In your reply, reproduce the lines from the first one below to the line containing "backend start failure.", inclusive, exactly as they stand.

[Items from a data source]

"""

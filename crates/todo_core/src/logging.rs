//! Process-wide logging bootstrap.
//!
//! # Responsibility
//! - Start size-rotated file logging once per process.
//! - Capture panics as sanitized log events.
//!
//! # Invariants
//! - Repeating init with the same level and directory is a no-op.
//! - A different level or directory after init is rejected.
//! - Init never panics.
//! - Core events are metadata only; todo and section titles are never logged.

use flexi_logger::{Cleanup, Criterion, FileSpec, Logger, LoggerHandle, Naming, WriteMode};
use log::{error, info};
use once_cell::sync::OnceCell;
use std::path::{Path, PathBuf};

const LOG_FILE_BASENAME: &str = "todo_core";
const MAX_LOG_FILE_SIZE_BYTES: u64 = 4 * 1024 * 1024;
const MAX_LOG_FILES: usize = 5;
const MAX_PANIC_PAYLOAD_CHARS: usize = 160;

static ACTIVE_LOGGER: OnceCell<ActiveLogger> = OnceCell::new();
static PANIC_HOOK: OnceCell<()> = OnceCell::new();

#[derive(Debug, Clone, PartialEq, Eq)]
struct LogConfig {
    level: &'static str,
    dir: PathBuf,
}

impl LogConfig {
    fn parse(level: &str, log_dir: &str) -> Result<Self, String> {
        Ok(Self {
            level: parse_log_level(level)?,
            dir: parse_dir(log_dir)?,
        })
    }
}

struct ActiveLogger {
    config: LogConfig,
    _handle: LoggerHandle,
}

/// Starts file logging at `level` under the absolute directory `log_dir`.
///
/// # Errors
/// - Unsupported `level`.
/// - Empty or relative `log_dir`, or a directory that cannot be created.
/// - Logger backend start failure.
/// - Logging already active with a different level or directory.
pub fn init_logging(level: &str, log_dir: &str) -> Result<(), String> {
    let requested = LogConfig::parse(level, log_dir)?;

    let active = ACTIVE_LOGGER.get_or_try_init(|| start_logger(requested.clone()))?;
    ensure_same_config(&active.config, &requested)
}

/// Returns `(level, log_dir)` of the active logger, or `None` before init.
pub fn logging_status() -> Option<(&'static str, PathBuf)> {
    ACTIVE_LOGGER
        .get()
        .map(|active| (active.config.level, active.config.dir.clone()))
}

/// `debug` for debug builds, `info` for release builds.
pub fn default_log_level() -> &'static str {
    if cfg!(debug_assertions) {
        "debug"
    } else {
        "info"
    }
}

fn start_logger(config: LogConfig) -> Result<ActiveLogger, String> {
    std::fs::create_dir_all(&config.dir).map_err(|err| {
        format!(
            "failed to create log directory `{}`: {err}",
            config.dir.display()
        )
    })?;

    let handle = Logger::try_with_str(config.level)
        .map_err(|err| format!("invalid log level `{}`: {err}", config.level))?
        .log_to_file(
            FileSpec::default()
                .directory(config.dir.as_path())
                .basename(LOG_FILE_BASENAME),
        )
        .rotate(
            Criterion::Size(MAX_LOG_FILE_SIZE_BYTES),
            Naming::Numbers,
            Cleanup::KeepLogFiles(MAX_LOG_FILES),
        )
        .write_mode(WriteMode::BufferAndFlush)
        .append()
        .format_for_files(flexi_logger::detailed_format)
        .start()
        .map_err(|err| format!("failed to start logger: {err}"))?;

    install_panic_hook();

    info!(
        "event=logging_start module=core status=ok level={} platform={} version={}",
        config.level,
        std::env::consts::OS,
        env!("CARGO_PKG_VERSION")
    );

    Ok(ActiveLogger {
        config,
        _handle: handle,
    })
}

fn ensure_same_config(active: &LogConfig, requested: &LogConfig) -> Result<(), String> {
    if active.dir != requested.dir {
        return Err(format!(
            "logging already active at `{}`; refusing to switch to `{}`",
            active.dir.display(),
            requested.dir.display()
        ));
    }
    if active.level != requested.level {
        return Err(format!(
            "logging already active at level `{}`; refusing to switch to `{}`",
            active.level, requested.level
        ));
    }
    Ok(())
}

/// Normalizes a level name (case-insensitive, `warning` alias) to the
/// form accepted by `init_logging`.
///
/// # Errors
/// - Returns a human-readable message for unsupported levels.
pub fn parse_log_level(level: &str) -> Result<&'static str, String> {
    match level.trim().to_ascii_lowercase().as_str() {
        "trace" => Ok("trace"),
        "debug" => Ok("debug"),
        "info" => Ok("info"),
        "warn" | "warning" => Ok("warn"),
        "error" => Ok("error"),
        other => Err(format!(
            "unsupported log level `{other}`; expected trace|debug|info|warn|error"
        )),
    }
}

fn parse_dir(log_dir: &str) -> Result<PathBuf, String> {
    let trimmed = log_dir.trim();
    if trimmed.is_empty() {
        return Err("log_dir cannot be empty".to_string());
    }
    let path = Path::new(trimmed);
    if !path.is_absolute() {
        return Err(format!("log_dir must be an absolute path, got `{trimmed}`"));
    }
    Ok(path.to_path_buf())
}

fn install_panic_hook() {
    if PANIC_HOOK.set(()).is_err() {
        return;
    }

    let previous = std::panic::take_hook();
    std::panic::set_hook(Box::new(move |info| {
        let location = info
            .location()
            .map(|loc| format!("{}:{}", loc.file(), loc.line()))
            .unwrap_or_else(|| "unknown".to_string());
        let payload = if let Some(message) = info.payload().downcast_ref::<&str>() {
            (*message).to_string()
        } else if let Some(message) = info.payload().downcast_ref::<String>() {
            message.clone()
        } else {
            "non-string panic payload".to_string()
        };
        error!(
            "event=panic module=core status=error location={} payload={}",
            location,
            sanitize(&payload, MAX_PANIC_PAYLOAD_CHARS)
        );
        previous(info);
    }));
}

/// Flattens newlines and caps length so one panic stays one log line.
fn sanitize(value: &str, max_chars: usize) -> String {
    let flat = value.replace(['\n', '\r'], " ");
    let mut capped: String = flat.chars().take(max_chars).collect();
    if flat.chars().count() > max_chars {
        capped.push_str("...");
    }
    capped
}

#[cfg(test)]
mod tests {
    use super::{
        ensure_same_config, init_logging, logging_status, parse_dir, parse_log_level, sanitize,
        LogConfig,
    };

    #[test]
    fn parse_level_normalizes_case_and_aliases() {
        assert_eq!(parse_log_level("DEBUG"), Ok("debug"));
        assert_eq!(parse_log_level(" warning "), Ok("warn"));
        assert!(parse_log_level("verbose").unwrap_err().contains("unsupported"));
    }

    #[test]
    fn parse_dir_rejects_blank_and_relative_paths() {
        assert!(parse_dir("   ").unwrap_err().contains("empty"));
        assert!(parse_dir("logs/dev").unwrap_err().contains("absolute"));
    }

    #[test]
    fn sanitize_flattens_and_caps() {
        let cleaned = sanitize("a\nb\rcdefghij", 6);
        assert_eq!(cleaned, "a b cd...");
    }

    #[test]
    fn ensure_same_config_reports_which_setting_differs() {
        let base = LogConfig::parse("info", "/tmp/todo-a").unwrap();
        let other_dir = LogConfig::parse("info", "/tmp/todo-b").unwrap();
        let other_level = LogConfig::parse("error", "/tmp/todo-a").unwrap();

        assert!(ensure_same_config(&base, &base).is_ok());
        assert!(ensure_same_config(&base, &other_dir)
            .unwrap_err()
            .contains("/tmp/todo-b"));
        assert!(ensure_same_config(&base, &other_level)
            .unwrap_err()
            .contains("`error`"));
    }

    #[test]
    fn init_logging_is_idempotent_and_rejects_conflicts() {
        // The active logger keeps writing here after the test, so the dir is kept.
        let first = tempfile::tempdir()
            .expect("temp dir should be created")
            .keep();
        let second = tempfile::tempdir().expect("temp dir should be created");
        let first_dir = first.to_str().expect("utf-8 temp path").to_string();
        let second_dir = second.path().to_str().expect("utf-8 temp path").to_string();

        init_logging("info", &first_dir).expect("first init should succeed");
        init_logging("INFO", &first_dir).expect("same config should be idempotent");

        let level_err = init_logging("debug", &first_dir).expect_err("level switch must fail");
        assert!(level_err.contains("refusing to switch"));
        let dir_err = init_logging("info", &second_dir).expect_err("dir switch must fail");
        assert!(dir_err.contains("refusing to switch"));

        let (level, dir) = logging_status().expect("logging should be active");
        assert_eq!(level, "info");
        assert_eq!(dir, first);
    }
}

"""

## Answer section
filename crates/todo_core/src/logging.rs
//! Process-wide logging bootstrap.
//!
//! # Responsibility
//! - Start size-rotated file logging once per process.
//! - Capture panics as sanitized log events.
//!
//! # Invariants
//! - Repeating init with the same level and directory is a no-op.
//! - A different level or directory after init is rejected.
//! - Init never panics.
//! - Core events are metadata only; todo and section titles are never logged.

use flexi_logger::{Cleanup, Criterion, FileSpec, Logger, LoggerHandle, Naming, WriteMode};
use log::{error, info};
use once_cell::sync::OnceCell;
use std::path::{Path, PathBuf};

const LOG_FILE_BASENAME: &str = "todo_core";
const MAX_LOG_FILE_SIZE_BYTES: u64 = 4 * 1024 * 1024;
const MAX_LOG_FILES: usize = 5;
const MAX_PANIC_PAYLOAD_CHARS: usize = 160;

static ACTIVE_LOGGER: OnceCell<ActiveLogger> = OnceCell::new();
static PANIC_HOOK: OnceCell<()> = OnceCell::new();

#[derive(Debug, Clone, PartialEq, Eq)]
struct LogConfig {
    level: &'static str,
    dir: PathBuf,
}

impl LogConfig {
    fn parse(level: &str, log_dir: &str) -> Result<Self, String> {
        Ok(Self {
            level: parse_log_level(level)?,
            dir: parse_dir(log_dir)?,
        })
    }
}

struct ActiveLogger {
    config: LogConfig,
    _handle: LoggerHandle,
}

/// Starts file logging at `level` under the absolute directory `log_dir`.
///
/// # Errors
/// - Unsupported `level`.
/// - Empty or relative `log_dir`, or a directory that cannot be created.
/// - Logger backend start failure.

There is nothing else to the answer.